THE mother of a young bartender who drowned in the River Ouse last July says her biggest hope for 2012 is that no one else will die in York’s rivers.

Vicki Horrocks says she hoped The Press’s Think, Don’t Swim campaign – which included a film featuring a harrowing interview with her and her daughter Abbi in a funeral parlour – will continue to persuade young people not to take chances with the Ouse and Foss. She said: “I really hope that in 2012, no one else will go through what I and my family went through in 2011.

“We are left trying to pick up the pieces of a jigsaw that will never again be complete. My family is incomplete and I will never stop hurting.”

The campaign was launched after Richard Horrocks jumped from a balcony into the Ouse following his last shift at a bar, becoming the third person to die in the river in 2011, and after fire chiefs revealed their rescue boat was being sent out about once a week to help rescue people from the water.

The Press reported recently that the boat had been called out another four times since Richard’s tragic death to rescue people.
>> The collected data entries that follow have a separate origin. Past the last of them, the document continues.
// ==========================================
// 门店活动排班校验系统 - 校验参数快照
// ==========================================
// 由 ConfigManager 从 config_kv 加载并缓存
// ==========================================

use chrono::NaiveTime;
use serde::{Deserialize, Serialize};
use std::collections::HashMap;

use crate::config::fix_policy::FixPolicy;
use crate::domain::types::EventType;

/// 默认 Core 时段
pub const DEFAULT_CORE_SLOTS: &[&str] = &["10:15", "10:45", "11:15", "11:45"];

#[derive(Debug, Clone, Serialize, Deserialize)]
pub struct ScheduleSettings {
    /// Core 有效时段（升序）
    pub core_slots: Vec<NaiveTime>,

    /// 补配 Supervisor 相对 Core 开始的偏移（分钟）
    pub supervisor_offset_minutes: i64,

    /// 每周 Core 上限
    pub weekly_core_cap: usize,

    /// 每周 Juicer 上限
    pub weekly_juicer_cap: usize,

    /// 数据过期阈值（小时）
    pub stale_sync_hours: i64,

    /// 同一时间出现多少天给出提示
    pub repeated_time_min_days: usize,

    /// 单时段过载阈值（与空时段同时出现时告警）
    pub slot_overload_threshold: usize,

    /// 各活动类型默认时长（分钟）
    pub default_durations: HashMap<EventType, i64>,

    /// 修复置信度策略
    pub fix_policy: FixPolicy,
}

impl Default for ScheduleSettings {
    fn default() -> Self {
        Self {
            core_slots: DEFAULT_CORE_SLOTS
                .iter()
                .filter_map(|s| NaiveTime::parse_from_str(s, "%H:%M").ok())
                .collect(),
            supervisor_offset_minutes: 30,
            weekly_core_cap: 6,
            weekly_juicer_cap: 5,
            stale_sync_hours: 24,
            repeated_time_min_days: 4,
            slot_overload_threshold: 3,
            default_durations: default_durations(),
            fix_policy: FixPolicy::default(),
        }
    }
}

impl ScheduleSettings {
    /// 活动时长: 优先使用活动自身预计时长
    pub fn duration_minutes(&self, event_type: EventType, estimated: Option<i64>) -> i64 {
        match estimated {
            Some(m) if m > 0 => m,
            _ => self.default_durations.get(&event_type).copied().unwrap_or(60),
        }
    }

    /// 时间是否为有效 Core 时段
    pub fn is_core_slot(&self, time: NaiveTime) -> bool {
        self.core_slots.contains(&time)
    }

    /// 首个 Core 时段
    pub fn first_core_slot(&self) -> Option<NaiveTime> {
        self.core_slots.first().copied()
    }

    /// 时段序号（1 起）作为 shift_block
    pub fn shift_block_for(&self, time: NaiveTime) -> Option<i32> {
        self.core_slots
            .iter()
            .position(|s| *s == time)
            .map(|idx| idx as i32 + 1)
    }
}

fn default_durations() -> HashMap<EventType, i64> {
    let mut m = HashMap::new();
    m.insert(EventType::Core, 390);
    m.insert(EventType::Supervisor, 60);
    m.insert(EventType::JuicerProduction, 540);
    m.insert(EventType::JuicerSurvey, 300);
    m.insert(EventType::JuicerDeepClean, 240);
    m.insert(EventType::DigitalSetup, 15);
    m.insert(EventType::DigitalRefresh, 15);
    m.insert(EventType::DigitalTeardown, 15);
    m.insert(EventType::Freeosk, 15);
    m.insert(EventType::Other, 60);
    m
}
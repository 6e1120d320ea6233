// ==========================================
// 门店活动排班校验系统 - 修复向导领域模型
// ==========================================
// FixAction: 可执行的修复动作（带结构化目标）
// FixOption: 带置信度的修复建议
// SuppressedIssue: 已忽略问题（内容哈希 + 可选过期）
// ==========================================

use chrono::NaiveDateTime;
use serde::{Deserialize, Serialize};
use serde_json::{Map, Value as JsonValue};
use std::fmt;

use crate::domain::issue::{Issue, RuleKind};

// ==========================================
// FixAction - 修复动作
// ==========================================
// 序列化: {"action": "reassign", "assignment_id": 1, ...}
#[derive(Debug, Clone, PartialEq, Serialize, Deserialize)]
#[serde(tag = "action", rename_all = "snake_case")]
pub enum FixAction {
    /// 换人
    Reassign {
        assignment_id: i64,
        new_employee_id: String,
    },
    /// 取消排班（Core 级联撤销配对 Supervisor）
    Unschedule { assignment_id: i64 },
    /// 改时间
    Reschedule {
        assignment_id: i64,
        new_datetime: NaiveDateTime,
    },
    /// 为 Core 补配 Supervisor
    AssignSupervisor { core_assignment_id: i64 },
    /// 忽略问题
    Ignore {
        rule: RuleKind,
        details: Map<String, JsonValue>,
        #[serde(default)]
        expires_at: Option<NaiveDateTime>,
    },
}

/// 动作类别（无负载）
#[derive(Debug, Clone, Copy, PartialEq, Eq, Serialize, Deserialize)]
#[serde(rename_all = "snake_case")]
pub enum FixActionKind {
    Reassign,
    Unschedule,
    Reschedule,
    AssignSupervisor,
    Ignore,
}

impl fmt::Display for FixActionKind {
    fn fmt(&self, f: &mut fmt::Formatter<'_>) -> fmt::Result {
        let s = match self {
            FixActionKind::Reassign => "reassign",
            FixActionKind::Unschedule => "unschedule",
            FixActionKind::Reschedule => "reschedule",
            FixActionKind::AssignSupervisor => "assign_supervisor",
            FixActionKind::Ignore => "ignore",
        };
        write!(f, "{}", s)
    }
}

impl FixAction {
    pub fn kind(&self) -> FixActionKind {
        match self {
            FixAction::Reassign { .. } => FixActionKind::Reassign,
            FixAction::Unschedule { .. } => FixActionKind::Unschedule,
            FixAction::Reschedule { .. } => FixActionKind::Reschedule,
            FixAction::AssignSupervisor { .. } => FixActionKind::AssignSupervisor,
            FixAction::Ignore { .. } => FixActionKind::Ignore,
        }
    }

    /// 针对某问题的忽略动作
    pub fn ignore(issue: &Issue) -> Self {
        FixAction::Ignore {
            rule: issue.rule,
            details: issue.details.clone(),
            expires_at: None,
        }
    }

    /// 从 (动作名, 目标 JSON) 组装动作
    ///
    /// # 返回
    /// - Err(String): 动作名未知或目标字段缺失
    pub fn from_parts(action_kind: &str, target: JsonValue) -> Result<Self, String> {
        let mut object = match target {
            JsonValue::Object(map) => map,
            JsonValue::Null => Map::new(),
            other => return Err(format!("fix target must be an object, got {}", other)),
        };
        object.insert(
            "action".to_string(),
            JsonValue::String(action_kind.trim().to_lowercase()),
        );
        serde_json::from_value(JsonValue::Object(object))
            .map_err(|e| format!("invalid fix action '{}': {}", action_kind, e))
    }
}

// ==========================================
// FixOption - 修复建议
// ==========================================
#[derive(Debug, Clone, Serialize, Deserialize)]
pub struct FixOption {
    pub action: FixAction,
    pub description: String,
    /// 0-100 启发式置信度
    pub confidence: u8,
    pub recommended: bool,
}

impl FixOption {
    pub fn new(action: FixAction, description: impl Into<String>, confidence: u8) -> Self {
        Self {
            action,
            description: description.into(),
            confidence: confidence.min(100),
            recommended: false,
        }
    }
}

// ==========================================
// FixableIssue - 问题 + 修复菜单
// ==========================================
#[derive(Debug, Clone, Serialize, Deserialize)]
pub struct FixableIssue {
    pub issue: Issue,
    pub issue_hash: String,
    pub options: Vec<FixOption>,
}

// ==========================================
// FixOutcome - 修复执行结果
// ==========================================
#[derive(Debug, Clone, Serialize, Deserialize)]
pub struct FixOutcome {
    pub success: bool,
    pub message: String,
    pub operation_id: String,
    pub action: Option<FixActionKind>,
    pub affected_assignment_ids: Vec<i64>,
    pub created_assignment_id: Option<i64>,
}

impl FixOutcome {
    pub fn failure(operation_id: String, action: Option<FixActionKind>, message: impl Into<String>) -> Self {
        Self {
            success: false,
            message: message.into(),
            operation_id,
            action,
            affected_assignment_ids: Vec::new(),
            created_assignment_id: None,
        }
    }
}

// ==========================================
// SuppressedIssue - 已忽略问题
// ==========================================
#[derive(Debug, Clone, Serialize, Deserialize)]
pub struct SuppressedIssue {
    pub issue_hash: String,
    pub rule_name: String,
    pub details: Map<String, JsonValue>,
    pub suppressed_at: NaiveDateTime,
    pub expires_at: Option<NaiveDateTime>,
}
#[test]
fn test_supervisor_role_mismatch_menu_reassigns_to_supervisor() {
    let (_tmp, db_path) = create_test_db().unwrap();
    let conn = open_conn(&db_path);

    insert_employee(&conn, "E1", "EVENT_SPECIALIST");
    insert_employee(&conn, "E2", "EVENT_SPECIALIST");
    insert_employee(&conn, "C1", "CLUB_SUPERVISOR");
    insert_open_event(&conn, 101, "606001-Core-Super Pretzel", "CORE");
    insert_open_event(&conn, 201, "606001-Supervisor-Super Pretzel", "SUPERVISOR");
    let core = insert_assignment(&conn, 101, "E1", "2026-03-03 10:15");
    let supervisor = insert_assignment(&conn, 201, "E2", "2026-03-03 10:45");

    let api = ScheduleValidationApi::open(&db_path).unwrap();
    let day = api.verify_day(date("2026-03-03")).unwrap();
    let mismatch: Vec<_> = day
        .issues
        .iter()
        .filter(|i| i.rule == RuleKind::SupervisorRoleMismatch)
        .collect();
    assert_eq!(mismatch.len(), 1);
    assert_eq!(mismatch[0].detail_i64("assignment_id"), Some(supervisor));
    assert_eq!(mismatch[0].detail_i64("core_assignment_id"), Some(core));
    assert_eq!(mismatch[0].detail_str("employee_id"), Some("E2"));
    assert!(day.issues.iter().all(|i| i.rule != RuleKind::MissingSupervisorPair));

    let fixable = api.get_fixable_issues(date(WEEK_START)).unwrap();
    let menu = fixable
        .iter()
        .find(|f| f.issue.rule == RuleKind::SupervisorRoleMismatch)
        .expect("role mismatch issue");
    assert_eq!(
        menu.options[0].action,
        FixAction::Reassign {
            assignment_id: supervisor,
            new_employee_id: "C1".to_string(),
        }
    );
    assert!(menu.options[0].recommended);
    // E1 不能做 Supervisor，不在候选中
    assert!(menu.options.iter().all(|o| match &o.action {
        FixAction::Reassign { new_employee_id, .. } => new_employee_id == "C1",
        _ => true,
    }));

    let outcome = api.apply_fix(&menu.options[0].action);
    assert!(outcome.success, "{}", outcome.message);
    let after = api.verify_day(date("2026-03-03")).unwrap();
    assert!(after.issues.iter().all(|i| i.rule != RuleKind::SupervisorRoleMismatch));
}

#[test]
fn test_core_daily_limit_menu_keeps_earliest_core() {
    let (_tmp, db_path) = create_test_db().unwrap();
    let conn = open_conn(&db_path);

    insert_employee(&conn, "E1", "EVENT_SPECIALIST");
    insert_open_event(&conn, 101, "Core-Super Pretzel", "CORE");
    insert_open_event(&conn, 102, "Core-Cheddar Bites", "CORE");
    // 先写入较晚的一条，保留哪条由时间决定而不是写入顺序
    let later = insert_assignment(&conn, 101, "E1", "2026-03-03 10:45");
    let earlier = insert_assignment(&conn, 102, "E1", "2026-03-03 10:15");

    let api = ScheduleValidationApi::open(&db_path).unwrap();
    let fixable = api.get_fixable_issues(date(WEEK_START)).unwrap();

    let limit = fixable
        .iter()
        .find(|f| f.issue.rule == RuleKind::CoreDailyLimit)
        .expect("core daily limit issue");
    assert_eq!(limit.issue.detail_i64_list("assignment_ids"), vec![earlier, later]);
    assert_eq!(limit.options.len(), 2);
    assert_eq!(limit.options[0].action, FixAction::Unschedule { assignment_id: later });
    assert_eq!(limit.options[0].confidence, 75);
    assert!(limit.options[0].recommended);
    assert_eq!(limit.options[1].action.kind(), FixActionKind::Ignore);

    let outcome = api.apply_fix(&limit.options[0].action);
    assert!(outcome.success, "{}", outcome.message);
    assert_eq!(assignment_ids(&conn), vec![earlier]);
}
The film, made by Christopher David, of award-winning York filmmakers Flash Frame Productions, has already been viewed on Youtube more than 3,200 times.

As well as the interviews, it features a fictional dramatisation about a young man who goes “skinny dipping” in the Ouse, with fatal consequences. Vicki said she found being interviewed for the film really tough, but had been determined to go through with it in the hope it would help prevent further tragedies.

She said the whole family had been “absolutely dreading” Christmas without Richard and it had been a very different occasion.

“We didn’t do any of the normal things we do as a family and changed them,” she said. “We got through it, but I would hope no more families have to go through it as well in future.”